Kremers-Urban Co. v.Am. Emp'rs Ins. Co., 119 Wis. 2d 722, 744-45, 351 N.W.2d 156 (1984) (internal citations omitted). That's our common law. So if Wis. Stat. § 895.446(3)(b) is to alter that rule, it must do so clearly. We, however, derived our attorney's fees holding wholly from what we think we squeezed out of silence. That should make it self-evident that this statute did not "clearly" alter the common law.
IV. CONCLUSION
¶ 112. We found the meaning of Wis. Stat. § 895.446(3)(b) in a court of appeals opinion that did not address the question we answered, a collection of inapposite interpretive canons, some policy arguments, and a canard. This is not how we are supposed to interpret statutes. And the methodology we employed led us to the wrong conclusion. Consequently, I respectfully dissent from that portion of our opinion.

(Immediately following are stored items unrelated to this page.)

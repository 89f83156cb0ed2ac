//! Telegram client abstractions
//!
//! The downloader talks to Telegram through two trait seams so the wire
//! protocol stays outside the library and tests can script both sides:
//! [`MessageLister`] resolves a channel and enumerates its media, and
//! [`MediaFetcher`] retrieves the bytes for one candidate. A Bot API
//! fetcher over plain HTTP ships in [`botapi`]; listing requires an MTProto
//! session and is supplied by the embedding application.

pub mod botapi;

use crate::error::Result;
use crate::types::{MediaCandidate, MediaSelection};
use async_trait::async_trait;

/// A resolved channel the account can read
#[derive(Clone, Debug, PartialEq, Eq)]
pub struct ChannelInfo {
    /// Numeric channel id
    pub id: i64,
    /// Username or normalized name used for folder organization
    pub name: String,
    /// Display title
    pub title: String,
}

/// Resolves channels and enumerates their media messages
#[async_trait]
pub trait MessageLister: Send + Sync {
    /// Resolve a channel reference (username, t.me link, numeric id)
    ///
    /// Fails with [`crate::Error::InvalidChannel`] when the channel does not
    /// exist or the account cannot access it; that failure aborts the whole
    /// run before any downloads start.
    async fn resolve_channel(&self, channel: &str) -> Result<ChannelInfo>;

    /// List media candidates in the channel, newest first
    ///
    /// Bounded by `limit` messages when given. The listing is finite and
    /// non-restartable: a new run lists from the start again and relies on
    /// the ledger for dedup.
    async fn list_media(
        &self,
        channel: &ChannelInfo,
        selection: MediaSelection,
        limit: Option<u32>,
    ) -> Result<Vec<MediaCandidate>>;
}

/// Retrieves the bytes of one media candidate
#[async_trait]
pub trait MediaFetcher: Send + Sync {
    /// Fetch the complete media payload
    ///
    /// Errors must be classified via [`crate::Error::kind`]: rate limits and
    /// server-side failures as transient, auth and not-found as permanent.
    async fn fetch(&self, candidate: &MediaCandidate) -> Result<Vec<u8>>;
}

¶ 113. I am authorized to state that Justice REBECCA GRASSL BRADLEY joins this opinion concurring in part and dissenting in part.
"Authorization of an act also authorizes a necessary predicate act." Antonin Scalia & Bryan A. Garner, Reading Law: The Interpretation of Legal Texts 192 (2012) (defining the "Predicate-Act Canon").
"Every application of a text to particular circumstances entails interpretation." Id. at 53 (defining the "Interpretation Principle").
The law of non-contradiction holds that a proposition cannot be simultaneously true and not true. Aristotle, Metaphysics bk. IV, ch. VI, at 1011b (W.D. Ross, trans., Oxford, Clarendon Press 1908) (c. 350 B.C.E.) (stating that "the most indisputable of all beliefs is that contradictory statements are not at the same time true"). Thus, the Stathus court cannot have both: (1) assumed this statute awards attorney's fees; and also (2) engaged in a process of discovery and exposition on that subject.
The legislature does not actually have a collective understanding of a statute's meaning. A legislature is not a monolith; ours is a body that comprises 132 members, all of whom exercise their mental faculties independently of the others. So to speak of a collective understanding is to speak of a fiction.
We reached our conclusion as early as ¶ 49; our treatment of the statute's language did not start until ¶ 61.
Two of these statutes, Wis. Stat. §§ 60.06 and 814.245, are fee-shifting provisions, demonstrating that even in this context the legislature makes a distinction between "attorneys" and "agents." All of these statutes refer to the current 2015-16 version.
The type of property damage to which this provision refers is not at issue in this case.